// Copyright (c) 2025 Soumyadip Sarkar.
// All rights reserved.
//
// This source code is licensed under the license found in the
// LICENSE file in the root directory of this source tree.

use crate::commands::{accounts, balances, currencies};
use crate::error::{LedgerError, LedgerResult};
use crate::models::AccountTransfer;
use crate::utils::{check_amount, fmt_money, maybe_print_json, now, parse_datetime, parse_decimal, pretty_table};
use anyhow::Result;
use rusqlite::{Connection, params};
use rust_decimal::Decimal;
use serde::Deserialize;

#[derive(Debug, Clone, Deserialize)]
pub struct TransferRequest {
    pub src_id: i64,
    pub dst_id: i64,
    pub src_amount: Decimal,
    /// Differs from `src_amount` across currencies or after fees.
    pub dst_amount: Decimal,
    pub date_issued: String,
    #[serde(default)]
    pub comment: String,
}

/// Moves money between two accounts of `owner`. Transfers can't be edited
/// once stored.
pub fn create_transfer(
    conn: &mut Connection,
    owner: i64,
    req: &TransferRequest,
) -> LedgerResult<AccountTransfer> {
    if req.src_id == req.dst_id {
        return Err(LedgerError::validation(
            "Source and destination account must differ",
        ));
    }
    let tx = conn.transaction()?;
    let src = accounts::get_account(&tx, owner, req.src_id)?;
    let dst = accounts::get_account(&tx, owner, req.dst_id)?;
    let src_ccy = currencies::get(&tx, src.currency_id)?;
    let dst_ccy = currencies::get(&tx, dst.currency_id)?;
    check_amount(req.src_amount, &src_ccy, "Source amount")?;
    check_amount(req.dst_amount, &dst_ccy, "Destination amount")?;

    let saldo = balances::running_balance(&tx, owner, src.id, None)?;
    if saldo - req.src_amount < Decimal::ZERO {
        tracing::warn!(account = src.id, %saldo, "transfer rejected: negative saldo");
        return Err(LedgerError::validation(
            "Transfer results in negative account saldo!",
        ));
    }

    let date_issued = parse_datetime(&req.date_issued)?;
    if date_issued < src.date_created || date_issued < dst.date_created {
        return Err(LedgerError::validation(
            "Transfer can't have been executed before the creation of an account!",
        ));
    }
    if date_issued > now() {
        return Err(LedgerError::validation(
            "Transfer can't have been executed in the future!",
        ));
    }

    let comment = req.comment.trim().to_string();
    tx.execute(
        "INSERT INTO transfers(src_amount, dst_amount, src_id, dst_id, date_issued, comment, user_id)
         VALUES (?1, ?2, ?3, ?4, ?5, ?6, ?7)",
        params![
            req.src_amount.to_string(),
            req.dst_amount.to_string(),
            src.id,
            dst.id,
            date_issued,
            comment,
            owner
        ],
    )?;
    let id = tx.last_insert_rowid();
    tx.commit()?;
    tracing::info!(owner, transfer = id, src = src.id, dst = dst.id, "transfer created");
    Ok(AccountTransfer {
        id,
        src_amount: req.src_amount,
        dst_amount: req.dst_amount,
        src_id: src.id,
        dst_id: dst.id,
        date_issued,
        comment,
        user_id: owner,
    })
}

/// Most recent first.
pub fn list_transfers(conn: &Connection, owner: i64) -> LedgerResult<Vec<AccountTransfer>> {
    let mut stmt = conn.prepare(&format!(
        "SELECT {} FROM transfers WHERE user_id=?1 ORDER BY date_issued DESC, id DESC",
        AccountTransfer::COLUMNS
    ))?;
    let rows = stmt.query_map(params![owner], AccountTransfer::from_row)?;
    let mut out = Vec::new();
    for row in rows {
        out.push(row?);
    }
    Ok(out)
}

pub fn handle(conn: &mut Connection, owner: i64, m: &clap::ArgMatches) -> Result<()> {
    match m.subcommand() {
        Some(("add", sub)) => {
            let src = accounts::find_by_description(conn, owner, sub.get_one::<String>("from").unwrap())?;
            let dst = accounts::find_by_description(conn, owner, sub.get_one::<String>("to").unwrap())?;
            let src_amount = parse_decimal(sub.get_one::<String>("amount").unwrap())?;
            let dst_amount = match sub.get_one::<String>("dst-amount") {
                Some(a) => parse_decimal(a)?,
                None => src_amount,
            };
            let req = TransferRequest {
                src_id: src.id,
                dst_id: dst.id,
                src_amount,
                dst_amount,
                date_issued: sub
                    .get_one::<String>("date")
                    .cloned()
                    .unwrap_or_else(|| now().to_string()),
                comment: sub.get_one::<String>("comment").cloned().unwrap_or_default(),
            };
            let t = create_transfer(conn, owner, &req)?;
            let src_ccy = currencies::get(conn, src.currency_id)?;
            let dst_ccy = currencies::get(conn, dst.currency_id)?;
            println!(
                "Transferred {} {} from '{}' to '{}' ({} {} received)",
                fmt_money(&t.src_amount, &src_ccy),
                src_ccy.code,
                src.description,
                dst.description,
                fmt_money(&t.dst_amount, &dst_ccy),
                dst_ccy.code
            );
        }
        Some(("list", sub)) => {
            let items = list_transfers(conn, owner)?;
            if !maybe_print_json(sub.get_flag("json"), sub.get_flag("jsonl"), &items)? {
                let data = items
                    .iter()
                    .map(|t| {
                        vec![
                            t.id.to_string(),
                            t.date_issued.to_string(),
                            t.src_id.to_string(),
                            t.dst_id.to_string(),
                            t.src_amount.to_string(),
                            t.dst_amount.to_string(),
                            t.comment.clone(),
                        ]
                    })
                    .collect();
                println!(
                    "{}",
                    pretty_table(&["ID", "Date", "From", "To", "Sent", "Received", "Comment"], data)
                );
            }
        }
        _ => {}
    }
    Ok(())
}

◆ ABOUT THIS EXERCISE
From the entries above, collect every line with the string "have" in it.

◆ EXERCISE ANSWER
            "Transfer can't have been executed before the creation of an account!",
            "Transfer can't have been executed in the future!",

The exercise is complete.